12 to 18 show a compression type detention clamp of a second embodiment of the present invention (compression type detention clamp of claim 5). FIG. 12 shows the compression type detention clamp 2 of the second embodiment.
4 ′ (however, the jumper socket 23 is omitted), and FIG. 13 is a plan view thereof. In addition, FIG.
(B) is a cross section taken along line A′-A ′ of FIG. 12, FIG.
(B) is a B'-B 'cross section of FIG. 12, FIG.
(B) shows the C'-C 'cross section of FIG. 12, respectively, (A) shows before compression, and (B) shows after compression in each figure. 17 and 18 show a jumper socket of the compression type detention clamp 24 '. This compression type detention clamp 2
4'is the steel clamp 2 as shown in these figures.
A bolt insertion hole 2 for arranging the corrugated portion 30 'of 1'between the steel sleeve portion 27' and the pulling portion 26 and inserting a bolt 28 for fixing a jumper socket into the corrugated portion 30 '.
9'a is opened. That is, there is no dedicated bolt insertion portion, and the wave portion 30 ′ also serves as the bolt insertion portion.
The aluminum sleeve 22 'is hexagonally compressed and connected over the entire length, and as shown in FIG. 18, the two opposing compression surfaces after hexagonal compression are used to secure electrical connection with the jumper socket 23. Is. In this case, in order to improve the reliability of the electrical connection, it is advisable to finish the surfaces of the two opposing surfaces after compression by some means.
In other respects, it is basically the same as the compression type detention clamp 24 of the embodiment shown in FIGS.

According to the compression type detention clamp 24 'described above, since the wave portion 30' is used as the bolt insertion portion and the dedicated bolt insertion portion is eliminated, the length of the portion is shortened, and the compression type detention clamp is formed. The overall length of the clamp can be further shortened.

[0022]

According to the present invention, the steel sleeve extension provided integrally with the steel clamp exceeds at least the central portion M of the entire length of the compression type detention clamp, and has a half length of the taper portion from the tip end side of the aluminum sleeve.
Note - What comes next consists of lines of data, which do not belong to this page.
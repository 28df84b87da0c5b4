//! Input processing for the CLI client.
//!
//! This module owns the keyboard-to-command mapping so the game loop can
//! remain agnostic about concrete key bindings or the specifics of
//! `crossterm` events.

use crossterm::event::{KeyCode, KeyEvent, KeyModifiers};
use game_core::Direction;

pub mod provider;
pub use provider::spawn_keystroke_producer;

/// High-level outcome of processing a keyboard event.
#[derive(Clone, Copy, Debug, PartialEq, Eq)]
pub enum KeyAction {
    /// Exit the application.
    Quit,
    /// Step the player one cell.
    Move(Direction),
    /// No meaningful command was produced.
    None,
}

/// Translates `KeyEvent`s into game commands using the fixed key map.
#[derive(Clone, Copy, Debug, Default)]
pub struct InputHandler;

impl InputHandler {
    pub fn new() -> Self {
        Self
    }

    /// Converts a raw key event into a higher-level command.
    pub fn handle_key(&self, key: KeyEvent) -> KeyAction {
        match key.code {
            KeyCode::Char('c') if key.modifiers.contains(KeyModifiers::CONTROL) => KeyAction::Quit,
            KeyCode::Char(ch) => self.handle_char(ch),
            KeyCode::Left => KeyAction::Move(Direction::Left),
            KeyCode::Right => KeyAction::Move(Direction::Right),
            KeyCode::Up => KeyAction::Move(Direction::Up),
            KeyCode::Down => KeyAction::Move(Direction::Down),
            _ => KeyAction::None,
        }
    }

    fn handle_char(&self, raw: char) -> KeyAction {
        match raw.to_ascii_lowercase() {
            'q' => KeyAction::Quit,
            'w' => KeyAction::Move(Direction::Up),
            's' => KeyAction::Move(Direction::Down),
            'a' => KeyAction::Move(Direction::Left),
            'd' => KeyAction::Move(Direction::Right),
            _ => KeyAction::None,
        }
    }
}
Since the position N, which is the sum of the electrically required lengths of the aluminum sleeves required to transmit the current capacity of the electric wire, is extended to a position that does not exceed it, the tension of the wire extension of the compression type detention clamp when passing through the metal wheel is perpendicular. The strength against the maximum bending moment due to the component force can be remarkably improved, and the bending due to plastic deformation of the compression type detention clamp can be prevented without the need for a clamp protector.
In addition, the steel sleeve extension has a thickness that allows the aluminum wire portion of the electric wire (steel core aluminum stranded wire) to be inserted as it is and has a large section modulus, so a sufficiently large strength can be secured. It has the effect of preventing bending of the mold retention clamp. In addition, since the electric wire is stored as it is (as it is in the aluminum wire part) in the steel sleeve extension, which is a mild steel, and then compressed and connected, a sufficiently large gripping force density can be obtained, which shortens the entire length of the compression type detention clamp. The bending moment applied to the compression type detention clamp can be greatly reduced, and this also has the effect of preventing bending of the compression type detention clamp.
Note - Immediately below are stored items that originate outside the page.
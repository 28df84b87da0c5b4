//! Deterministic game rules for XZAP.
//!
//! `game-core` defines the playfield, level generation, movement rules and the
//! phase machine, and exposes pure APIs with no I/O. All state mutation flows
//! through [`engine::GameEngine`]; frontends own the clock and the input
//! stream and call into the engine once per event.
pub mod config;
pub mod engine;
pub mod error;
pub mod geometry;
pub mod level;
pub mod movement;
pub mod rng;
pub mod state;

pub use config::GameConfig;
pub use engine::GameEngine;
pub use error::ConfigError;
pub use geometry::{Direction, Grid, Position};
pub use level::{LevelLayout, LevelPlan};
pub use movement::{AdversaryTick, PlayerMove};
pub use rng::{PcgRng, RngOracle};
pub use state::{Adversary, GameState, Phase};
According to the fifth aspect, since the corrugated portion also serves as the bolt insertion portion, it is possible to further shorten the entire length of the compression type detention clamp, thereby increasing the bending moment applied to the compression type detention clamp. This also has the effect of preventing the compression type strain clamp from bending.

[Brief description of drawings]

FIG. 1 is a front view of a steel clamp in a compression type detention clamp according to an embodiment of the present invention.
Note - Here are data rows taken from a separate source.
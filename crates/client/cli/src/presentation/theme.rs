//! Glyphs and colours for the terminal UI.

use ratatui::style::{Color, Modifier, Style};

use crate::presentation::widgets::playfield::{Cell, Edge};

/// Consistent colour scheme for every panel.
#[derive(Clone, Copy, Debug, Default)]
pub struct Theme;

impl Theme {
    pub fn render_cell(&self, cell: Cell) -> (&'static str, Style) {
        match cell {
            Cell::Empty => (" ", Style::default()),
            Cell::Border(edge) => (edge_glyph(edge), Style::default().fg(Color::Blue)),
            Cell::Obstacle => ("█", Style::default().fg(Color::DarkGray)),
            Cell::Collectible => ("●", Style::default().fg(Color::LightMagenta)),
            Cell::Adversary => (
                "☠",
                Style::default()
                    .fg(Color::LightRed)
                    .add_modifier(Modifier::BOLD),
            ),
            Cell::Player => (
                "◆",
                Style::default()
                    .fg(Color::Yellow)
                    .add_modifier(Modifier::BOLD),
            ),
        }
    }

    pub fn label(&self) -> Style {
        Style::default().fg(Color::Gray)
    }

    pub fn value(&self) -> Style {
        Style::default().fg(Color::White).add_modifier(Modifier::BOLD)
    }

    pub fn game_over(&self) -> Style {
        Style::default()
            .fg(Color::LightRed)
            .add_modifier(Modifier::BOLD)
    }

    pub fn level_complete(&self) -> Style {
        Style::default()
            .fg(Color::LightGreen)
            .add_modifier(Modifier::BOLD)
    }
}

fn edge_glyph(edge: Edge) -> &'static str {
    match edge {
        Edge::TopLeft => "╔",
        Edge::TopRight => "╗",
        Edge::BottomLeft => "╚",
        Edge::BottomRight => "╝",
        Edge::Horizontal => "═",
        Edge::Vertical => "║",
    }
}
FIG. 1 is a front view of an aluminum sleeve in a compression type strain clamp according to an embodiment of the present invention.

FIG. 3 is a front view of a portion excluding a jumper socket in the compression type detention clamp according to the embodiment of the present invention.
FIG. 3 is a front view of a state in which the steel clamp of FIG.

FIG. 4 is a plan view of FIG. 3;

FIG. 5 is a vertical cross-sectional view of an electric wire made of a steel core aluminum stranded wire to which the compression-type detention clamp is compressed and fixed.

6 is a cross-sectional view taken along the line AA in FIG. 3, where FIG. 6A is a sectional view before compression and FIG. 6B is a sectional view after compression.

7 is a sectional view taken along line BB in FIG. 3, where FIG. 7A is a sectional view before compression and FIG. 7B is a sectional view after compression.

8 is a cross-sectional view taken along the line CC in FIG. 3, where FIG. 8A is a sectional view before compression and FIG. 8B is a sectional view after compression.

FIG. 9 is a front view of a jumper socket in the compression type detention clamp according to the embodiment of the present invention.

FIG. 10 is a right side view of FIG.

FIG. 11 is a front view showing a state in which the compression-type detention clamp is passing over the rail car in the process of extending the prefabricated electric wire to which the compression-type detention clamp of the above-described structure is attached.

FIG. 12 is a front view of a portion excluding a jumper socket in a compression type detention clamp according to an embodiment of the invention of claim 5;

FIG. 13 is a plan view of FIG.

FIG. 14 is a cross-sectional view taken along the line A′-A ′ in FIG. 12, where FIG. 14A is a sectional view before compression and FIG. 14B is a sectional view after compression.

FIG. 15 is a cross-sectional view taken along the line B′-B ′ in FIG. 12, where FIG. 15A is a sectional view before compression and FIG. 15B is a sectional view after compression.

16 shows a cross section taken along line C′-C ′ in FIG. 12, where FIG. 16A is a cross sectional view before compression and FIG. 16B is a cross sectional view after compression.

FIG. 17 is a front view of a jumper socket in a compression type detention clamp according to an embodiment of the present invention.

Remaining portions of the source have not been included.